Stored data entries
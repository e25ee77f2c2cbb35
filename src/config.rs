// 7.0 config.rs: engine settings in one place. freshness window, payout
// rounding, prize curve, transfer retry policy, env overrides and presets.

use crate::prize::PrizeCurve;
use crate::transfer::RetryPolicy;
use serde::{Deserialize, Serialize};
use std::str::FromStr;

pub const ENV_PREFIX: &str = "TOURNAMENT_";

#[derive(Debug, Clone, PartialEq, Eq, Serialize, Deserialize)]
pub struct EngineConfig {
    // how old a quote may be and still fill a trade
    pub max_quote_age_ms: i64,
    // audit log capacity; oldest events are dropped past this
    pub max_events: usize,
    // decimal places prize amounts are floored to
    pub payout_scale: u32,
    pub prize_curve: PrizeCurve,
    pub retry: RetryPolicy,
}

impl Default for EngineConfig {
    fn default() -> Self {
        Self {
            max_quote_age_ms: 60_000,
            max_events: 100_000,
            payout_scale: 6,
            prize_curve: PrizeCurve::default(),
            retry: RetryPolicy::default(),
        }
    }
}

fn parse_or<T: FromStr>(lookup: &impl Fn(&str) -> Option<String>, name: &str, current: T) -> T {
    lookup(&format!("{ENV_PREFIX}{name}"))
        .and_then(|raw| raw.trim().parse().ok())
        .unwrap_or(current)
}

impl EngineConfig {
    /// Defaults overridden by `TOURNAMENT_*` environment variables.
    /// Unparsable values are ignored.
    pub fn from_env() -> Self {
        Self::from_lookup(|key| std::env::var(key).ok())
    }

    // 7.1: same as from_env but reads through `lookup`, so tests don't touch process env
    pub fn from_lookup(lookup: impl Fn(&str) -> Option<String>) -> Self {
        let base = Self::default();
        Self {
            max_quote_age_ms: parse_or(&lookup, "MAX_QUOTE_AGE_MS", base.max_quote_age_ms),
            max_events: parse_or(&lookup, "MAX_EVENTS", base.max_events),
            payout_scale: parse_or(&lookup, "PAYOUT_SCALE", base.payout_scale),
            prize_curve: base.prize_curve,
            retry: RetryPolicy {
                max_attempts: parse_or(&lookup, "RETRY_MAX_ATTEMPTS", base.retry.max_attempts),
                initial_backoff_ms: parse_or(&lookup, "RETRY_INITIAL_BACKOFF_MS", base.retry.initial_backoff_ms),
                max_backoff_ms: parse_or(&lookup, "RETRY_MAX_BACKOFF_MS", base.retry.max_backoff_ms),
            },
        }
    }

    // 7.2: preset for tests and the simulator: no backoff sleeps, long quote window
    pub fn testing() -> Self {
        Self {
            max_quote_age_ms: 3_600_000,
            max_events: 10_000,
            retry: RetryPolicy::no_delay(3),
            ..Self::default()
        }
    }

    pub fn validate(&self) -> Result<(), ConfigError> {
        self.prize_curve
            .validate()
            .map_err(|e| ConfigError::InvalidPrizeCurve(e.to_string()))?;

        if self.retry.max_attempts == 0 {
            return Err(ConfigError::InvalidRetry {
                reason: "max_attempts must be at least 1".to_string(),
            });
        }
        if self.retry.initial_backoff_ms > self.retry.max_backoff_ms {
            return Err(ConfigError::InvalidRetry {
                reason: "initial backoff exceeds the cap".to_string(),
            });
        }
        if self.max_quote_age_ms <= 0 {
            return Err(ConfigError::InvalidQuoteAge(self.max_quote_age_ms));
        }
        if self.payout_scale > 18 {
            return Err(ConfigError::InvalidPayoutScale(self.payout_scale));
        }
        Ok(())
    }
}

#[derive(Debug, Clone, PartialEq, Eq, thiserror::Error)]
pub enum ConfigError {
    #[error("Invalid prize curve: {0}")]
    InvalidPrizeCurve(String),

    #[error("Invalid retry policy: {reason}")]
    InvalidRetry { reason: String },

    #[error("Quote age window must be positive, got {0}ms")]
    InvalidQuoteAge(i64),

    #[error("Payout scale {0} is out of range")]
    InvalidPayoutScale(u32),
}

How to complete this task: Which lines belong in the answer? Exactly those from the first line of the entries through the line holding "use crate::transfer::RetryPolicy;", inclusive, copied unchanged.

Solution to the problem:
repository e25ee77f2c2cbb35
filename src/config.rs
// 7.0 config.rs: engine settings in one place. freshness window, payout
// rounding, prize curve, transfer retry policy, env overrides and presets.

use crate::prize::PrizeCurve;
use crate::transfer::RetryPolicy;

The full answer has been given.